Давний опыт – я сразу чувствую, когда меня воспринимают как “чужого”. Не обязательно иностранца – иностранец может быть и своим, близким по духу. Есть ситуации, когда ты действительно “чужой” – и тогда лучше смыться. Так было всегда, когда вокруг были мусульманские молодые люди, толпящиеся у немецких вокзалов. Пара арабских фраз меня спасала – другие же становились жертвой абсолютно хулиганского грабежа.

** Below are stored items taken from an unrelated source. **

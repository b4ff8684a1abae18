//! # piano-tune
//!
//! Compiler for the piano-tune music notation language: letter or solfège note
//! names, octave shifts, tempo/length/pause directives, simultaneous-note groups
//! and labelled blocks, compiled into a time-ordered stream of note on/off events
//! for a MIDI-like output and for highlighting the source while playing.
//!
//! ## Pipeline
//! 1. [`lexer`] - text into pre-classified tokens (or bring your own tokens)
//! 2. [`parser`] - tokens into typed instructions
//! 3. [`timeline`] - instructions into time-annotated states (chords, labels)
//! 4. [`events`] - states into sorted on/off events
//! 5. [`player`] - events into real-time sink messages
//!
//! ## Notation
//! ```text
//! c d e f g a b        letter note names      do re mi fa sol la si   solfège
//! c#                   sharp                  < >                     octave down / up
//! o5                   absolute octave        t120                    tempo (quarter notes/min)
//! l8                   note length (1/8)      p4 / p0                 pause (own / ambient length)
//! / c e g /            chord                  :name ... ;             label definition
//! &name                play a label           % ...                   comment
//! ```
//!
//! ## Example
//! ```rust
//! use piano_tune::compile;
//!
//! let events = compile("t120 l8 c d e").unwrap();
//! assert_eq!(events.len(), 6);
//! assert_eq!(events[0].midi_note(), Some(48));
//! assert_eq!(events[5].time_ms, 750.0);
//! ```

pub mod ast;
pub mod convert;
pub mod error;
pub mod events;
pub mod lexer;
pub mod metadata;
pub mod notation;
pub mod parser;
pub mod player;
pub mod timeline;
pub mod token;

pub use ast::{Instruction, InstructionKind};
pub use error::TuneError;
pub use events::{materialize, TimelineEvent};
pub use metadata::{TuneDefaults, TuneMetadata};
pub use notation::NotationSystem;
pub use timeline::{duration_ms, resolve, TuneState};
pub use token::{SourceSpan, Token, TokenCategory};

use serde::Serialize;

/// A compiled tune
#[derive(Debug, Clone, PartialEq, Serialize)]
pub struct Tune {
    pub metadata: TuneMetadata,
    pub events: Vec<TimelineEvent>,
}

/// Compile piano-tune source into its time-ordered event stream.
///
/// This is the main entry point for the library. Any error aborts the whole
/// compilation; no partial event list is returned.
pub fn compile(source: &str) -> Result<Vec<TimelineEvent>, TuneError> {
    Ok(load_tune(source)?.events)
}

/// Compile source into metadata and events.
pub fn load_tune(source: &str) -> Result<Tune, TuneError> {
    let (metadata, states) = resolve_with_metadata(source)?;
    Ok(Tune {
        metadata,
        events: materialize(&states),
    })
}

/// Resolve source into its time-annotated states, in resolution order.
pub fn resolve_source(source: &str) -> Result<Vec<TuneState>, TuneError> {
    Ok(resolve_with_metadata(source)?.1)
}

/// Compile tokens from an external tokenizer.
pub fn compile_tokens<T>(tokens: T, defaults: TuneDefaults) -> Result<Vec<TimelineEvent>, TuneError>
where
    T: IntoIterator<Item = Token>,
{
    let instructions = parser::parse_all(tokens)?;
    let states = resolve(&instructions, defaults)?;
    Ok(materialize(&states))
}

fn resolve_with_metadata(source: &str) -> Result<(TuneMetadata, Vec<TuneState>), TuneError> {
    let (metadata, offset) = metadata::read_metadata(source)?;
    let tokens = lexer::Lexer::with_offset(&source[offset..], offset).tokenize();
    let instructions = parser::parse_all(tokens)?;
    let states = resolve(&instructions, metadata.defaults)?;
    tracing::debug!(
        instructions = instructions.len(),
        states = states.len(),
        "resolved tune"
    );
    Ok((metadata, states))
}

“Brother, can you spare a dime?” – вопрошает огромный негр, попавшийся тебе навстречу в Сентрал-Парке в Нью-Йорке. Даст Бог, обойдешься кошельком. Опустошенный, идешь, и в голову приходит перевод. “Песня американского безработного”, Леонид Утесов: “Вы мне говорили – я ваш брат, – дайте ж мне хоть что-нибудь”. Дал. Но ситуация другая. Расовая проблема и расовые разногласия – какие бы причудливые формы они ни принимали в условиях нынешней предельно политкорректной Америки – это всё-таки специфическое дело Америки. Никогда чернокожее население не претендовало ни на первенство в преимущественно белой Америке, ни на какую-либо особую компенсацию за “притеснения в прошлом”. И тем не менее – во многих городах, особенно пригородах, – “проблемный контингент”. Причина – гетто, “параллельное общество”.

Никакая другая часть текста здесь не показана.